Jan 3, 2013

Strength is the basis for all other facets in regards to training. The stronger you are, the better. But, what good is being strong if you can't produce that strength quickly?

This is where power training comes into play. The idea behind training for power is to teach your body to generate force quickly, making you more explosive. Being explosive is a MUST for athletes of any sport and can tremendously benefit the average gym-goer as well.
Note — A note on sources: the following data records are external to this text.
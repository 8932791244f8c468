use std::fmt;

/// `RTCIceGatheringState`.
#[derive(Debug, Clone, Copy, PartialEq, Eq)]
pub enum GatheringState {
    New,
    Gathering,
    Complete,
}

impl fmt::Display for GatheringState {
    fn fmt(&self, f: &mut fmt::Formatter<'_>) -> fmt::Result {
        f.write_str(match self {
            GatheringState::New => "new",
            GatheringState::Gathering => "gathering",
            GatheringState::Complete => "complete",
        })
    }
}
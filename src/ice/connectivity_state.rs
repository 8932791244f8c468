use std::fmt;

/// `RTCIceConnectionState`, restricted to the transitions a loopback call
/// can make. Progress is monotonic by [`rank`](Self::rank).
#[derive(Debug, Clone, Copy, PartialEq, Eq)]
pub enum ConnectivityState {
    New,
    Checking,
    Connected,
    Disconnected,
    Failed,
    Closed,
}

impl ConnectivityState {
    #[must_use]
    pub const fn rank(self) -> u8 {
        match self {
            ConnectivityState::New => 0,
            ConnectivityState::Checking => 1,
            ConnectivityState::Connected => 2,
            ConnectivityState::Disconnected | ConnectivityState::Failed => 3,
            ConnectivityState::Closed => 4,
        }
    }

    #[must_use]
    pub const fn can_advance_to(self, next: Self) -> bool {
        next.rank() > self.rank()
    }
}

impl fmt::Display for ConnectivityState {
    fn fmt(&self, f: &mut fmt::Formatter<'_>) -> fmt::Result {
        f.write_str(match self {
            ConnectivityState::New => "new",
            ConnectivityState::Checking => "checking",
            ConnectivityState::Connected => "connected",
            ConnectivityState::Disconnected => "disconnected",
            ConnectivityState::Failed => "failed",
            ConnectivityState::Closed => "closed",
        })
    }
}
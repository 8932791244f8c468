use std::collections::{HashSet, VecDeque};
use std::net::{IpAddr, Ipv4Addr, SocketAddr};

use super::{
    candidate_info::{CandidateInfo, MAX_LOCAL_PREF},
    gathering_state::GatheringState,
    ice_settings::IceSettings,
};
use crate::utils;

/// What one gathering step produced.
#[derive(Debug, Clone, PartialEq, Eq)]
pub enum GatherEvent {
    Candidate(CandidateInfo),
    /// End-of-candidates: nothing more will be gathered.
    Complete,
}

/// Discovers loopback host candidates, releasing them one step at a time so
/// they trickle to the other side as they appear.
#[derive(Debug)]
pub struct IceGatherer {
    state: GatheringState,
    pending: VecDeque<CandidateInfo>,
    gathered: Vec<CandidateInfo>,
}

impl Default for IceGatherer {
    fn default() -> Self {
        Self::new()
    }
}

impl IceGatherer {
    const COMPONENT_RTP: u8 = 1;

    #[must_use]
    pub fn new() -> Self {
        Self {
            state: GatheringState::New,
            pending: VecDeque::new(),
            gathered: Vec::new(),
        }
    }

    /// Starts gathering `count` host candidates on distinct ports, at most
    /// [`IceSettings::MAX_HOST_CANDIDATES`]. Only the first call has an
    /// effect.
    pub fn start(&mut self, count: usize) -> bool {
        if self.state != GatheringState::New {
            return false;
        }
        let count = count.min(IceSettings::MAX_HOST_CANDIDATES);
        let ip = IpAddr::V4(Ipv4Addr::LOCALHOST);
        let mut ports = HashSet::new();
        let mut local_pref = MAX_LOCAL_PREF;
        while self.pending.len() < count {
            let port = utils::random_dynamic_port();
            if !ports.insert(port) {
                continue;
            }
            self.pending.push_back(CandidateInfo::host(
                SocketAddr::new(ip, port),
                Self::COMPONENT_RTP,
                local_pref,
            ));
            local_pref = local_pref.saturating_sub(1);
        }
        self.state = GatheringState::Gathering;
        true
    }

    /// Releases the next candidate, then a single [`GatherEvent::Complete`].
    pub fn next_event(&mut self) -> Option<GatherEvent> {
        if self.state != GatheringState::Gathering {
            return None;
        }
        match self.pending.pop_front() {
            Some(c) => {
                self.gathered.push(c.clone());
                Some(GatherEvent::Candidate(c))
            }
            None => {
                self.state = GatheringState::Complete;
                Some(GatherEvent::Complete)
            }
        }
    }

    /// Abandons gathering without emitting anything further.
    pub fn stop(&mut self) {
        self.pending.clear();
        if self.state == GatheringState::Gathering {
            self.state = GatheringState::Complete;
        }
    }

    #[must_use]
    pub const fn state(&self) -> GatheringState {
        self.state
    }

    #[must_use]
    pub fn local_candidates(&self) -> &[CandidateInfo] {
        &self.gathered
    }
}

#[cfg(test)]
mod tests {
    use super::*;

    #[test]
    fn trickles_candidates_then_completes_once() {
        let mut g = IceGatherer::new();
        assert_eq!(g.next_event(), None);
        assert!(g.start(3));
        assert!(!g.start(3));
        assert_eq!(g.state(), GatheringState::Gathering);

        let mut priorities = Vec::new();
        for _ in 0..3 {
            match g.next_event() {
                Some(GatherEvent::Candidate(c)) => {
                    assert!(c.address.ip().is_loopback());
                    priorities.push(c.priority);
                }
                other => panic!("expected candidate, got {other:?}"),
            }
        }
        assert!(priorities.windows(2).all(|w| w[0] > w[1]));
        assert_eq!(g.next_event(), Some(GatherEvent::Complete));
        assert_eq!(g.next_event(), None);
        assert_eq!(g.state(), GatheringState::Complete);
        assert_eq!(g.local_candidates().len(), 3);
    }

    #[test]
    fn stop_swallows_the_rest() {
        let mut g = IceGatherer::new();
        g.start(2);
        g.stop();
        assert_eq!(g.next_event(), None);
        assert!(g.local_candidates().is_empty());
    }

    #[test]
    fn oversized_request_is_capped() {
        let mut g = IceGatherer::new();
        assert!(g.start(20_000));
        let mut n = 0;
        while let Some(GatherEvent::Candidate(_)) = g.next_event() {
            n += 1;
        }
        assert_eq!(n, IceSettings::MAX_HOST_CANDIDATES);
        assert_eq!(g.state(), GatheringState::Complete);
    }

    #[test]
    fn zero_candidates_still_signal_completion() {
        let mut g = IceGatherer::new();
        g.start(0);
        assert_eq!(g.next_event(), Some(GatherEvent::Complete));
    }
}
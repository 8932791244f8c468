use std::sync::{
    Arc,
    atomic::{AtomicBool, Ordering},
};

use super::track_kind::TrackKind;
use crate::utils;

/// Handle to a live (or ended) media track.
///
/// Clones share the same underlying state: the render sink, the outbound
/// attachment of a peer connection and the owning [`MediaSource`] all observe
/// the same `live` flag. Only the owner is expected to call [`stop`].
///
/// [`MediaSource`]: super::media_source::MediaSource
/// [`stop`]: MediaTrack::stop
#[derive(Debug, Clone)]
pub struct MediaTrack {
    id: String,
    kind: TrackKind,
    label: String,
    resolution: Option<(u32, u32)>,
    live: Arc<AtomicBool>,
}

impl MediaTrack {
    /// New live track with a random id.
    #[must_use]
    pub fn new(kind: TrackKind, label: impl Into<String>) -> Self {
        Self::with_id(utils::random_hex(16), kind, label)
    }

    /// New live track with a known id (inbound tracks keep the sender's id).
    #[must_use]
    pub fn with_id(id: impl Into<String>, kind: TrackKind, label: impl Into<String>) -> Self {
        Self {
            id: id.into(),
            kind,
            label: label.into(),
            resolution: None,
            live: Arc::new(AtomicBool::new(true)),
        }
    }

    #[must_use]
    pub fn with_resolution(mut self, width: u32, height: u32) -> Self {
        self.resolution = Some((width, height));
        self
    }

    #[must_use]
    pub fn id(&self) -> &str {
        &self.id
    }

    #[must_use]
    pub const fn kind(&self) -> TrackKind {
        self.kind
    }

    #[must_use]
    pub fn label(&self) -> &str {
        &self.label
    }

    /// Frame size for video tracks.
    #[must_use]
    pub const fn resolution(&self) -> Option<(u32, u32)> {
        self.resolution
    }

    #[must_use]
    pub fn is_live(&self) -> bool {
        self.live.load(Ordering::SeqCst)
    }

    /// Ends the track for every holder. Returns `true` if it was live.
    pub fn stop(&self) -> bool {
        self.live.swap(false, Ordering::SeqCst)
    }

    /// `true` when both handles refer to the same underlying track.
    #[must_use]
    pub fn same_track(&self, other: &MediaTrack) -> bool {
        Arc::ptr_eq(&self.live, &other.live)
    }
}

#[cfg(test)]
mod tests {
    use super::*;

    #[test]
    fn clones_share_live_state() {
        let track = MediaTrack::new(TrackKind::Video, "cam").with_resolution(1280, 720);
        let attached = track.clone();
        assert!(attached.is_live());
        assert!(track.same_track(&attached));

        assert!(track.stop());
        assert!(!attached.is_live());
        // Second stop is a no-op.
        assert!(!attached.stop());
        assert_eq!(attached.resolution(), Some((1280, 720)));
    }

    #[test]
    fn distinct_tracks_are_not_the_same() {
        let a = MediaTrack::with_id("t1", TrackKind::Audio, "mic");
        let b = MediaTrack::with_id("t1", TrackKind::Audio, "mic");
        assert!(!a.same_track(&b));
        assert_eq!(a.id(), "t1");
        assert_eq!(MediaTrack::new(TrackKind::Audio, "x").id().len(), 32);
    }
}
The initial thing that comes to mind when talking about power training and explosive exercise is Olympic lifting. If you've ever seen an O-lifter clean and jerk or snatch you know that they are some of the world's MOST EXPLOSIVE athletes. And don't get me wrong, Olympic lifting is a fantastic way to increase explosiveness and rate of force development, but it requires a lot of technique and hours upon hours of practice and critiquing. Those of us short on time or without a good coach to learn from may find tackling the O-lifts a bit of a hassle, not to mention those coaches who have large groups of athletes that all need individual attention. Trying to get a group of 10 HS athletes to clean properly is a daunting task.

Well never fear, medicine ball throws are here.

The Benefits of Medicine Ball Throws

Med-ball throws are a seriously dummy-proof way of achieving great explosive power as they can be taught in a matter of minutes and can be done in large groups without worrying about anyone getting injured or possibly injuring some one else. Unless of course some one decides to throw a 10lb ball at your head at high speed; could be an issue.

So not only are these exercises super easy to teach, they have a few benefits over Olympic lifts which bare mentioning. Above all else, med-ball throws allow for uninhibited triple extension (extension of the ankle, knee, and hip, during jumping, sprinting, throwing a punch, etc). What this means is that you never have to worry about decelerating the ball. When you're performing a power clean or snatch, for example, you always have to keep in mind that your hands will still be on the bar at the end of the movement. What this does is cuts your triple extension a little short because the weight must be absorbed after the movement is complete. During a throw, the ball completely leaves your hands and there is no break in the movement. Think about a boxer throwing a punch. Would a cornerman ever tell his boxer to stop the punch right as it hit his opponent? Hell no, he would tell him to punch right through the guy. This is the idea behind throwing the medicine ball.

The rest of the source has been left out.